The Cardboard Kingdom (2018)


Welcome to a neighborhood of kids who transform ordinary boxes into colorful costumes, and their ordinary block into cardboard kingdom. This is the summer when sixteen kids encounter knights and rogues, robots and monsters–and their own inner demons–on one last quest before school starts again.

In the Cardboard Kingdom, you can be anything you want to be–imagine that!

From: Random House

Notes on This Title

The focal characters of this title are children. None of their identities regarding gender or sexuality are directly stated. However, nearly every story deals with issues of identity and self-acceptance.

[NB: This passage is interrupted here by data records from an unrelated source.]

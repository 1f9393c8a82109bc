//! API service routes

use std::io;

use axum::{
    Extension, Json, Router,
    extract::{DefaultBodyLimit, Multipart, Path, State},
    http::StatusCode,
    middleware,
    response::IntoResponse,
    routing::{get, post},
};
use futures::TryStreamExt;
use media::{UploadRequest, models::VideoRecord};
use serde_json::json;
use tokio_util::io::StreamReader;
use tracing::info;
use uuid::Uuid;

use crate::{
    AppState,
    error::{ApiError, ApiResult},
    middleware::{AuthUser, auth_middleware},
    models::CreateVideoRequest,
};

/// Multipart field carrying the uploaded file
pub const VIDEO_FIELD: &str = "video";

/// Create the router for the API service
pub fn create_router(state: AppState) -> Router {
    // The pipeline enforces its own ceiling while staging
    let upload_routes = Router::new()
        .route("/api/video_upload/:id", post(upload_video))
        .layer(DefaultBodyLimit::disable());

    let protected_routes = Router::new()
        .route("/api/videos", post(create_video).get(list_videos))
        .route("/api/videos/:id", get(get_video))
        .merge(upload_routes)
        .route_layer(middleware::from_fn_with_state(
            state.clone(),
            auth_middleware,
        ));

    Router::new()
        .route("/health", get(health_check))
        .merge(protected_routes)
        .with_state(state)
}

fn parse_video_id(raw: &str) -> ApiResult<Uuid> {
    Uuid::parse_str(raw).map_err(|_| ApiError::BadRequest(format!("Invalid video id {:?}", raw)))
}

/// Health check endpoint
pub async fn health_check() -> impl IntoResponse {
    Json(json!({
        "status": "ok",
        "service": "clipvault-api"
    }))
}

/// Create a video record owned by the caller
pub async fn create_video(
    State(state): State<AppState>,
    Extension(user): Extension<AuthUser>,
    Json(payload): Json<CreateVideoRequest>,
) -> ApiResult<impl IntoResponse> {
    let title = payload.title.trim();
    if title.is_empty() {
        return Err(ApiError::BadRequest("Title must not be empty".to_string()));
    }

    let video = VideoRecord::draft(user.id, title, payload.description);
    state.videos.create_video(&video).await?;
    info!(video_id = %video.id, user_id = %user.id, "Video created");

    Ok((StatusCode::CREATED, Json(video)))
}

/// List the caller's videos, newest first
pub async fn list_videos(
    State(state): State<AppState>,
    Extension(user): Extension<AuthUser>,
) -> ApiResult<impl IntoResponse> {
    let videos = state.videos.list_videos(user.id).await?;
    let videos = state.playback.sign_all(videos).await?;

    Ok(Json(videos))
}

/// Get a video by ID with a freshly signed playback URL
pub async fn get_video(
    State(state): State<AppState>,
    Path(id): Path<String>,
) -> ApiResult<impl IntoResponse> {
    let id = parse_video_id(&id)?;
    let video = state
        .videos
        .get_video(id)
        .await?
        .ok_or_else(|| ApiError::NotFound(format!("Video {} not found", id)))?;

    Ok(Json(state.playback.sign(video).await?))
}

/// Upload the file for an existing video.
///
/// The `video` field is streamed straight into the pipeline; other fields are skipped.
pub async fn upload_video(
    State(state): State<AppState>,
    Extension(user): Extension<AuthUser>,
    Path(id): Path<String>,
    mut multipart: Multipart,
) -> ApiResult<impl IntoResponse> {
    let video_id = parse_video_id(&id)?;

    while let Some(field) = multipart
        .next_field()
        .await
        .map_err(|e| ApiError::BadRequest(format!("Invalid multipart body: {}", e)))?
    {
        if field.name() != Some(VIDEO_FIELD) {
            continue;
        }

        let content_type = field.content_type().unwrap_or_default().to_string();
        let body = StreamReader::new(field.map_err(|e| io::Error::other(e.to_string())));

        let video = state
            .uploads
            .upload_video(UploadRequest {
                video_id,
                user_id: user.id,
                content_type,
                body,
            })
            .await?;

        return Ok(Json(video));
    }

    Err(ApiError::BadRequest(format!(
        "Missing multipart field `{}`",
        VIDEO_FIELD
    )))
}
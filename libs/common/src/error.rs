//! Error types shared by the services that talk to PostgreSQL

use sqlx::Error as SqlxError;
use thiserror::Error;

/// Failure raised while configuring, connecting to or querying the database
#[derive(Error, Debug)]
pub enum DatabaseError {
    /// The pool could not be established
    #[error("Database connection error: {0}")]
    Connection(#[source] SqlxError),

    /// A statement failed to execute or a row failed to decode
    #[error("Database query error: {0}")]
    Query(#[source] SqlxError),

    /// Applying the bundled migrations failed
    #[error("Database migration error: {0}")]
    Migration(String),

    /// Configuration error
    #[error("Database configuration error: {0}")]
    Configuration(String),
}

/// Type alias for Result with DatabaseError
pub type DatabaseResult<T> = Result<T, DatabaseError>;
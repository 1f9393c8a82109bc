//! Collision-resistant object keys partitioned by aspect bucket.

use crate::models::AspectClass;
use base64::Engine;
use base64::engine::general_purpose::URL_SAFE_NO_PAD;
use rand::RngCore;
use rand::rngs::OsRng;
use std::fmt;
use thiserror::Error;

/// Bytes of randomness per key (128 bits)
pub const TOKEN_BYTES: usize = 16;

#[derive(Debug, Error)]
pub enum KeyError {
    #[error("operating system randomness unavailable: {0}")]
    Randomness(#[from] rand::Error),

    #[error("content type {0:?} has no subtype to use as an extension")]
    NoExtension(String),
}

/// Object key of the form `<aspect>/<token>.<ext>`
#[derive(Debug, Clone, PartialEq, Eq, Hash)]
pub struct StorageKey(String);

impl StorageKey {
    /// Derive a fresh key with a token drawn from the OS CSPRNG
    pub fn derive(aspect: AspectClass, extension: &str) -> Result<Self, KeyError> {
        let mut token = [0u8; TOKEN_BYTES];
        OsRng.try_fill_bytes(&mut token)?;
        Ok(Self::from_token(aspect, &token, extension))
    }

    fn from_token(aspect: AspectClass, token: &[u8; TOKEN_BYTES], extension: &str) -> Self {
        Self(format!(
            "{}/{}.{}",
            aspect,
            URL_SAFE_NO_PAD.encode(token),
            extension
        ))
    }

    pub fn as_str(&self) -> &str {
        &self.0
    }

    pub fn into_string(self) -> String {
        self.0
    }
}

impl fmt::Display for StorageKey {
    fn fmt(&self, f: &mut fmt::Formatter<'_>) -> fmt::Result {
        f.write_str(&self.0)
    }
}

/// File extension implied by a media type: the subtype, without parameters
pub fn extension_for(content_type: &str) -> Result<String, KeyError> {
    let essence = content_type.split(';').next().unwrap_or_default().trim();
    match essence.split_once('/') {
        Some((_, subtype)) if !subtype.is_empty() => Ok(subtype.to_ascii_lowercase()),
        _ => Err(KeyError::NoExtension(content_type.to_string())),
    }
}

#[cfg(test)]
mod tests {
    use super::*;
    use std::collections::HashSet;

    #[test]
    fn key_has_bucket_token_and_extension() {
        let key = StorageKey::derive(AspectClass::Portrait, "mp4").unwrap();
        let (prefix, file) = key.as_str().split_once('/').unwrap();
        let (token, ext) = file.split_once('.').unwrap();

        assert_eq!(prefix, "portrait");
        assert_eq!(ext, "mp4");
        // 16 bytes encode to 22 unpadded base64 characters
        assert_eq!(token.len(), 22);
        assert!(
            token
                .chars()
                .all(|c| c.is_ascii_alphanumeric() || c == '-' || c == '_')
        );
    }

    #[test]
    fn encoding_is_deterministic_for_a_token() {
        let token = [0xffu8; TOKEN_BYTES];
        let key = StorageKey::from_token(AspectClass::Landscape, &token, "mp4");
        assert_eq!(key.as_str(), "landscape/_____________________w.mp4");
    }

    #[test]
    fn successive_keys_never_collide() {
        let mut seen = HashSet::new();
        for _ in 0..10_000 {
            let key = StorageKey::derive(AspectClass::Other, "mp4").unwrap();
            assert!(seen.insert(key), "duplicate storage key derived");
        }
    }

    #[test]
    fn extension_comes_from_subtype() {
        assert_eq!(extension_for("video/mp4").unwrap(), "mp4");
        assert_eq!(extension_for("video/MP4; codecs=avc1").unwrap(), "mp4");
        assert!(matches!(
            extension_for("mp4"),
            Err(KeyError::NoExtension(_))
        ));
        assert!(matches!(
            extension_for("video/"),
            Err(KeyError::NoExtension(_))
        ));
    }
}
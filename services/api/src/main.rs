use std::net::SocketAddr;
use std::sync::Arc;

use anyhow::Result;
use api::{AppState, config::AppConfig, create_router, middleware::JwtVerifier};
use common::database::{DatabaseConfig, health_check, init_pool, run_migrations};
use media::{
    UploadOrchestrator,
    database::{Database, VideoStore},
    object_store::{S3Config, S3ObjectStore},
    playback::PlaybackSigner,
    prober::FfprobeProber,
    remuxer::FfmpegRemuxer,
    sweeper::StagingSweeper,
};
use tokio::net::TcpListener;
use tracing::info;
use tracing_subscriber::EnvFilter;

#[tokio::main]
async fn main() -> Result<()> {
    tracing_subscriber::fmt()
        .with_env_filter(
            EnvFilter::try_from_default_env().unwrap_or_else(|_| EnvFilter::new("info")),
        )
        .init();

    info!("Starting ClipVault API service");

    let config = AppConfig::from_env()?;

    // Initialize database connection pool
    let db_config = DatabaseConfig::from_env()?;
    let pool = init_pool(&db_config).await?;
    if health_check(&pool).await? {
        info!("Database connection successful");
    } else {
        anyhow::bail!("Failed to connect to database");
    }
    run_migrations(&pool).await?;

    tokio::fs::create_dir_all(&config.staging_dir).await?;

    let store = Arc::new(
        S3ObjectStore::new(&S3Config {
            region: config.s3_region.clone(),
            endpoint_url: config.s3_endpoint.clone(),
        })
        .await,
    );
    let videos: Arc<dyn VideoStore> = Arc::new(Database::new(pool));
    let playback = PlaybackSigner::new(store.clone(), config.playback_ttl());

    let uploads = UploadOrchestrator::new(
        config.pipeline_config(),
        Arc::new(FfprobeProber::new(&config.ffprobe_path)),
        Arc::new(FfmpegRemuxer::new(&config.ffmpeg_path)),
        store,
        videos.clone(),
        playback.clone(),
    );

    let mut sweeper = StagingSweeper::new(&config.staging_dir, config.staging_max_age())
        .start(&config.sweep_schedule)
        .await?;

    let app_state = AppState {
        videos,
        uploads: Arc::new(uploads),
        playback,
        jwt: JwtVerifier::new(&config.jwt_secret, &config.jwt_issuer),
    };
    let app = create_router(app_state);

    let addr = SocketAddr::from(([0, 0, 0, 0], config.port));
    let listener = TcpListener::bind(addr).await?;
    info!("API service listening on {}", addr);

    axum::serve(listener, app)
        .with_graceful_shutdown(async {
            if let Err(e) = tokio::signal::ctrl_c().await {
                tracing::error!("Failed to listen for shutdown signal: {}", e);
            }
        })
        .await?;

    info!("Shutting down ClipVault API service");
    sweeper.shutdown().await?;

    Ok(())
}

In “The Prince” we see a boy experience attraction to another boy.

In “The Sorceress”, a child acts out the role of a villainous female magic user, implying that he may fall somewhere on the spectrum of queer identities.

A tense domestic situation is depicted in “The Gargoyle”.

In Roar of the Beast, one of the focal characters suffers an injury and uses a wheelchair while recovering. Two boys are shown having a very close friendship that may be implied to border on romantic feelings.

The series’ third volume shows that a mother of one of the children has a girlfriend. It also introduces a character who, like the Sorceress, is a child who adopts a larger-than-life female persona, and who is coded as Latinx.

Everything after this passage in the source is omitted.